PROBLEM DETAILS. From the data below, repeat exactly the lines from the line with "#[derive(Debug, thiserror::Error)]" to the line with "to parse config", both included.

§ §

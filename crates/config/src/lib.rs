//! Configuration loading, validation, and management for ContextLoom.
//!
//! Loads configuration from `~/.contextloom/config.toml` with environment
//! variable overrides. Validates all settings at startup.

use serde::{Deserialize, Serialize};
use std::path::{Path, PathBuf};

/// Environment variable overriding `training.path`.
pub const ENV_TRAINING_PATH: &str = "CONTEXTLOOM_TRAINING_PATH";

/// Environment variable overriding `logging.level`.
pub const ENV_LOG_LEVEL: &str = "CONTEXTLOOM_LOG_LEVEL";

const LOG_LEVELS: [&str; 5] = ["trace", "debug", "info", "warn", "error"];

/// The root configuration structure.
///
/// Maps directly to `~/.contextloom/config.toml`.
#[derive(Debug, Clone, Default, PartialEq, Serialize, Deserialize)]
pub struct LoomConfig {
    /// Prompt rendering settings
    #[serde(default)]
    pub render: RenderConfig,

    /// Training-data export settings
    #[serde(default)]
    pub training: TrainingConfig,

    /// Log output settings
    #[serde(default)]
    pub logging: LoggingConfig,
}

#[derive(Debug, Clone, PartialEq, Serialize, Deserialize)]
pub struct RenderConfig {
    /// Working-memory cap for main contexts that declare none.
    /// Unset keeps the whole buffer.
    #[serde(default, skip_serializing_if = "Option::is_none")]
    pub fallback_working_memory_size: Option<usize>,

    /// Key interface schemas by their element tag.
    #[serde(default = "default_true")]
    pub schema_root_names: bool,
}

fn default_true() -> bool {
    true
}

impl Default for RenderConfig {
    fn default() -> Self {
        Self {
            fallback_working_memory_size: None,
            schema_root_names: true,
        }
    }
}

#[derive(Debug, Clone, PartialEq, Serialize, Deserialize)]
pub struct TrainingConfig {
    /// Append a training pair for every new episode.
    #[serde(default)]
    pub export: bool,

    /// JSONL file receiving training pairs.
    #[serde(default = "default_training_path")]
    pub path: PathBuf,
}

fn default_training_path() -> PathBuf {
    PathBuf::from("./training-data.jsonl")
}

impl Default for TrainingConfig {
    fn default() -> Self {
        Self {
            export: false,
            path: default_training_path(),
        }
    }
}

#[derive(Debug, Clone, PartialEq, Serialize, Deserialize)]
pub struct LoggingConfig {
    /// Default filter level when `RUST_LOG` is unset.
    #[serde(default = "default_log_level")]
    pub level: String,
}

fn default_log_level() -> String {
    "info".into()
}

impl Default for LoggingConfig {
    fn default() -> Self {
        Self {
            level: default_log_level(),
        }
    }
}

impl LoomConfig {
    /// Load configuration from the default path (~/.contextloom/config.toml).
    ///
    /// Environment variables override file values:
    /// - `CONTEXTLOOM_TRAINING_PATH`
    /// - `CONTEXTLOOM_LOG_LEVEL`
    pub fn load() -> Result<Self, ConfigError> {
        let config_path = Self::config_dir().join("config.toml");
        let mut config = Self::load_from(&config_path)?;
        config.apply_overrides(|key| std::env::var(key).ok());
        config.validate()?;
        Ok(config)
    }

    /// Load configuration from a specific file path.
    pub fn load_from(path: &Path) -> Result<Self, ConfigError> {
        if !path.exists() {
            tracing::info!("No config file found at {}, using defaults", path.display());
            return Ok(Self::default());
        }

        let content = std::fs::read_to_string(path).map_err(|e| ConfigError::ReadError {
            path: path.to_path_buf(),
            reason: e.to_string(),
        })?;

        let config: Self = toml::from_str(&content).map_err(|e| ConfigError::ParseError {
            path: path.to_path_buf(),
            reason: e.to_string(),
        })?;

        config.validate()?;
        Ok(config)
    }

    /// Apply overrides from a variable lookup (the process environment in
    /// [`LoomConfig::load`]).
    pub fn apply_overrides(&mut self, lookup: impl Fn(&str) -> Option<String>) {
        if let Some(path) = lookup(ENV_TRAINING_PATH) {
            tracing::debug!(path = %path, "Training path overridden from environment");
            self.training.path = PathBuf::from(path);
        }
        if let Some(level) = lookup(ENV_LOG_LEVEL) {
            self.logging.level = level.to_lowercase();
        }
    }

    /// Get the configuration directory path.
    pub fn config_dir() -> PathBuf {
        dirs_home().join(".contextloom")
    }

    /// Validate the configuration.
    pub fn validate(&self) -> Result<(), ConfigError> {
        if self.render.fallback_working_memory_size == Some(0) {
            return Err(ConfigError::ValidationError(
                "render.fallback_working_memory_size must be greater than 0".into(),
            ));
        }

        if self.training.path.as_os_str().is_empty() {
            return Err(ConfigError::ValidationError(
                "training.path must not be empty".into(),
            ));
        }

        if !LOG_LEVELS.contains(&self.logging.level.as_str()) {
            return Err(ConfigError::ValidationError(format!(
                "logging.level must be one of {}, got '{}'",
                LOG_LEVELS.join(", "),
                self.logging.level
            )));
        }

        Ok(())
    }

    /// Generate a default config TOML string (for the `config` command).
    pub fn default_toml() -> String {
        let config = Self::default();
        toml::to_string_pretty(&config).unwrap_or_default()
    }
}

/// Get the user's home directory.
fn dirs_home() -> PathBuf {
    #[cfg(target_os = "windows")]
    {
        std::env::var("USERPROFILE")
            .map(PathBuf::from)
            .unwrap_or_else(|_| PathBuf::from("C:\\Users\\Default"))
    }
    #[cfg(not(target_os = "windows"))]
    {
        std::env::var("HOME")
            .map(PathBuf::from)
            .unwrap_or_else(|_| PathBuf::from("/tmp"))
    }
}

/// Configuration errors.
#[derive(Debug, thiserror::Error)]
pub enum ConfigError {
    #[error("Failed to read config file at {path}: {reason}")]
    ReadError { path: PathBuf, reason: String },

    #[error("Failed to parse config file at {path}: {reason}")]
    ParseError { path: PathBuf, reason: String },

    #[error("Configuration validation failed: {0}")]
    ValidationError(String),
}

§ §

SOLUTION TO THE PROBLEM.
#[derive(Debug, thiserror::Error)]
pub enum ConfigError {
    #[error("Failed to read config file at {path}: {reason}")]
    ReadError { path: PathBuf, reason: String },

    #[error("Failed to parse config file at {path}: {reason}")]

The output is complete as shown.